This time we return to our typical programming with Allan Tollo, the CEO of — a company focused on helping farmers in Kenya create a livelihood for their families through financial empowerment. In short — they focus on making a profit for the very clear purpose to help rural dairy farmers in Kenya, a group that has largely been ignored by many markets and who face a significant barrier to financial inclusion.

As usual you can check out the full episode below, but we’ve take the time to break it down a bit below so read through the summary and click to the parts you’re interested in. While in the past we’ve take the time to give you full transcripts of each episode, we realized that summaries were more effective. So like last time, we’ve done the same. Hope you enjoy 😀

Company Background

[0:57] MyFugo’s Mission and Starting Journey

  • MyFugo is named after the Swahili word “mifugo” meaning “livestock”.
  • MyFugo helps rural farmers in Kenya via microloans and IoT technology (e.g. cow collars) to create a sustainable livelihood and improve financial inclusion within the economy.
  • Allan tried to create his own dairy farm when between jobs as an IT professional and MyFugo was born from that lived experience and confirmation with dairy farmers in the market.
  • MyFugo’s MVP was an app to track dairy production of cows, but customers weren’t willing to pay. They needed to finance cows and improve the efficiency of the cows so MyFugo now provides cow collars and micro-loans to help the farmers end-to-end.
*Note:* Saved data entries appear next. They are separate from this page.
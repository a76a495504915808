//! Configuration type definitions.

use crate::constants::{
    DEFAULT_LEAD_SECS, DEFAULT_MIN_CHANGED_PIXELS, DEFAULT_MIN_EVENT_GAP_SECS,
    DEFAULT_PIXEL_DIFF_THRESHOLD, DEFAULT_PRESET, DEFAULT_TRAIL_SECS, OUTPUT_FILE_NAME, bitrates,
    onset,
};
use serde::{Deserialize, Serialize};

/// Complete application configuration.
#[derive(Debug, Clone, Default, Serialize, Deserialize)]
#[serde(default)]
pub struct Config {
    /// Signal analysis settings.
    #[serde(default)]
    pub analysis: AnalysisConfig,

    /// Encoder settings.
    #[serde(default)]
    pub encode: EncodeConfig,

    /// Output settings.
    #[serde(default)]
    pub output: OutputConfig,
}

/// Signal analysis settings.
#[derive(Debug, Clone, Serialize, Deserialize)]
#[serde(default)]
pub struct AnalysisConfig {
    /// Per-pixel intensity difference (0-255) for a pixel to count as changed.
    pub pixel_diff_threshold: u8,

    /// Number of changed pixels required for a frame to count as motion.
    pub min_changed_pixels: u64,

    /// Minimum gap in seconds between retained motion timestamps.
    pub min_event_gap_secs: f64,

    /// Minimum onset prominence above the local envelope mean.
    pub onset_delta: f32,

    /// Minimum number of envelope frames between onset peaks.
    pub onset_wait: usize,

    /// Seconds included before each highlight timestamp.
    pub lead_secs: f64,

    /// Seconds included after each highlight timestamp.
    pub trail_secs: f64,
}

impl Default for AnalysisConfig {
    fn default() -> Self {
        Self {
            pixel_diff_threshold: DEFAULT_PIXEL_DIFF_THRESHOLD,
            min_changed_pixels: DEFAULT_MIN_CHANGED_PIXELS,
            min_event_gap_secs: DEFAULT_MIN_EVENT_GAP_SECS,
            onset_delta: onset::DELTA,
            onset_wait: onset::WAIT,
            lead_secs: DEFAULT_LEAD_SECS,
            trail_secs: DEFAULT_TRAIL_SECS,
        }
    }
}

/// Encoder settings.
#[derive(Debug, Clone, Serialize, Deserialize)]
#[serde(default)]
pub struct EncodeConfig {
    /// Default quality selector.
    pub quality: Quality,

    /// x264 encode preset.
    pub preset: String,
}

impl Default for EncodeConfig {
    fn default() -> Self {
        Self {
            quality: Quality::Medium,
            preset: DEFAULT_PRESET.to_string(),
        }
    }
}

/// Output settings.
#[derive(Debug, Clone, Serialize, Deserialize)]
#[serde(default)]
pub struct OutputConfig {
    /// Name of the produced file inside the output directory.
    pub file_name: String,

    /// Keep the intermediate extracted waveform after the run.
    pub keep_temp_audio: bool,
}

impl Default for OutputConfig {
    fn default() -> Self {
        Self {
            file_name: OUTPUT_FILE_NAME.to_string(),
            keep_temp_audio: false,
        }
    }
}

/// Three-level quality selector mapped to an encoder bitrate target.
#[derive(
    Debug, Clone, Copy, Default, PartialEq, Eq, Serialize, Deserialize, clap::ValueEnum,
)]
#[serde(rename_all = "lowercase")]
pub enum Quality {
    /// 1000k target bitrate.
    Low,
    /// 3000k target bitrate.
    #[default]
    Medium,
    /// 6000k target bitrate.
    High,
}

impl Quality {
    /// The encoder bitrate target for this quality level.
    #[must_use]
    pub fn bitrate(self) -> &'static str {
        match self {
            Self::Low => bitrates::LOW,
            Self::Medium => bitrates::MEDIUM,
            Self::High => bitrates::HIGH,
        }
    }
}

impl std::fmt::Display for Quality {
    fn fmt(&self, f: &mut std::fmt::Formatter<'_>) -> std::fmt::Result {
        match self {
            Self::Low => write!(f, "low"),
            Self::Medium => write!(f, "medium"),
            Self::High => write!(f, "high"),
        }
    }
}

#[cfg(test)]
#[allow(clippy::unwrap_used)]
mod tests {
    use super::*;

    #[test]
    fn test_quality_bitrates() {
        assert_eq!(Quality::Low.bitrate(), "1000k");
        assert_eq!(Quality::Medium.bitrate(), "3000k");
        assert_eq!(Quality::High.bitrate(), "6000k");
    }

    #[test]
    fn test_quality_deserializes_lowercase() {
        #[derive(serde::Deserialize)]
        struct Wrapper {
            quality: Quality,
        }
        let parsed: Wrapper = toml::from_str(r#"quality = "high""#).unwrap();
        assert_eq!(parsed.quality, Quality::High);
        assert!(toml::from_str::<Wrapper>(r#"quality = "ultra""#).is_err());
    }

    #[test]
    fn test_analysis_defaults() {
        let analysis = AnalysisConfig::default();
        assert_eq!(analysis.pixel_diff_threshold, 30);
        assert_eq!(analysis.min_changed_pixels, 50_000);
        assert!((analysis.min_event_gap_secs - 1.0).abs() < f64::EPSILON);
        assert!((analysis.lead_secs - 2.0).abs() < f64::EPSILON);
        assert!((analysis.trail_secs - 5.0).abs() < f64::EPSILON);
    }

    #[test]
    fn test_config_roundtrip() {
        let config = Config::default();
        let toml = toml::to_string_pretty(&config).ok();
        assert!(toml.is_some());
    }
}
[7:37] What challenges did MyFugo have to overcome to get to where it is?

  • Seed financing is notoriously difficult in Africa because there is little data to validate whether the business works, so investors consider it a black box.
  • MyFugo had to bootstrap and to find a great team aligned with the mission but also willing to take a lower-than-market pay.
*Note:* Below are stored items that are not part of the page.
//! Configuration file loading.

use crate::config::Config;
use crate::error::{Error, Result};
use std::path::Path;

/// Load configuration from a TOML file.
///
/// Returns default config if the file does not exist.
pub fn load_config_file(path: &Path) -> Result<Config> {
    if !path.exists() {
        return Ok(Config::default());
    }

    let contents = std::fs::read_to_string(path).map_err(|e| Error::ConfigRead {
        path: path.to_path_buf(),
        source: e,
    })?;

    toml::from_str(&contents).map_err(|e| Error::ConfigParse {
        path: path.to_path_buf(),
        source: e,
    })
}

/// Load configuration from the default platform-specific path.
///
/// Returns default config if no config file exists.
pub fn load_default_config() -> Result<Config> {
    super::config_file_path().map_or_else(|_| Ok(Config::default()), |path| load_config_file(&path))
}

/// Save configuration to a TOML file.
pub fn save_config(config: &Config, path: &Path) -> Result<()> {
    // Create parent directories if they don't exist
    if let Some(parent) = path.parent() {
        std::fs::create_dir_all(parent).map_err(|e| Error::ConfigWrite {
            path: path.to_path_buf(),
            source: e,
        })?;
    }

    let contents =
        toml::to_string_pretty(config).map_err(|e| Error::ConfigSerialize { source: e })?;

    std::fs::write(path, contents).map_err(|e| Error::ConfigWrite {
        path: path.to_path_buf(),
        source: e,
    })
}

/// Save configuration to the default platform-specific path.
pub fn save_default_config(config: &Config) -> Result<std::path::PathBuf> {
    let path = super::config_file_path()?;
    save_config(config, &path)?;
    Ok(path)
}

#[cfg(test)]
#[allow(clippy::unwrap_used, clippy::float_cmp)]
mod tests {
    use super::*;
    use crate::config::Quality;
    use std::io::Write;
    use tempfile::NamedTempFile;

    #[test]
    fn test_load_nonexistent_file_returns_default() {
        let path = Path::new("/nonexistent/path/config.toml");
        let config = load_config_file(path).unwrap();
        assert_eq!(config.encode.quality, Quality::Medium);
        assert_eq!(config.output.file_name, "highlight.mp4");
    }

    #[test]
    fn test_load_valid_config() {
        let mut file = NamedTempFile::new().unwrap();
        writeln!(
            file,
            r#"
[analysis]
pixel_diff_threshold = 40
min_event_gap_secs = 2.5

[encode]
quality = "high"
preset = "fast"
"#
        )
        .unwrap();

        let config = load_config_file(file.path()).unwrap();
        assert_eq!(config.analysis.pixel_diff_threshold, 40);
        assert_eq!(config.analysis.min_event_gap_secs, 2.5);
        assert_eq!(config.encode.quality, Quality::High);
        assert_eq!(config.encode.preset, "fast");
        // Unspecified sections keep their defaults
        assert_eq!(config.analysis.min_changed_pixels, 50_000);
        assert!(!config.output.keep_temp_audio);
    }

    #[test]
    fn test_load_invalid_toml_returns_error() {
        let mut file = NamedTempFile::new().unwrap();
        writeln!(file, "this is not valid toml {{{{").unwrap();

        let config = load_config_file(file.path());
        assert!(config.is_err());
    }

    #[test]
    fn test_save_and_reload() {
        let dir = tempfile::tempdir().unwrap();
        let path = dir.path().join("nested").join("config.toml");

        let mut config = Config::default();
        config.encode.quality = Quality::Low;
        save_config(&config, &path).unwrap();

        let loaded = load_config_file(&path).unwrap();
        assert_eq!(loaded.encode.quality, Quality::Low);
    }
}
[13:12] What is MyFugo’s mission and culture?

  • MyFugo’s mission is to leverage technology to address the first 3 key UN SDG goals focused on poverty, hunger, and well-being of all humans.
  • MyFugo’s culture is to maintain a customer-centric mindset and to approach problems by maintaining that nothing is impossible.
  • This mission and culture has enabled MyFugo to achieve high customer retention (> 90%) and develop partnerships with other companies that add value to their customers.

Doing Well

[20:25] What is MyFugo’s business model to become profitable?

  • MyFugo makes money via standard fees and interest revenue on their daily micro-loans from their farmers, and they use group dynamics to reduce the risk via co-guaranteeing from other members.
  • MyFugo also has a standard one-time service fee for new dairy farmers who apply to assess the condition of the farm, the experience of the farmer, and gauge the risk of the insured.
  • MyFugo offers loans for a number of different types of cows and leverages group knowledge from all farmers to reduce the overall loan risk (e.g. how to detail with East Coast Fever in cows).

Doing Good

[28:27] What global challenge will MyFugo have helped solve in 10 years?

  • MyFugo hopes to enable small holder farmers to live with dignity, reduce poverty among this population and to empower economic livelihood and independence.
  • Specific Example: MyFugo has helped a group of women called “No Sex for Fish” who previously had to trade sexual favors to feed their families, but now with MyFugo have been empowered to be economically independent.

[30:32] Why build a for-profit entity vs. a non-profit?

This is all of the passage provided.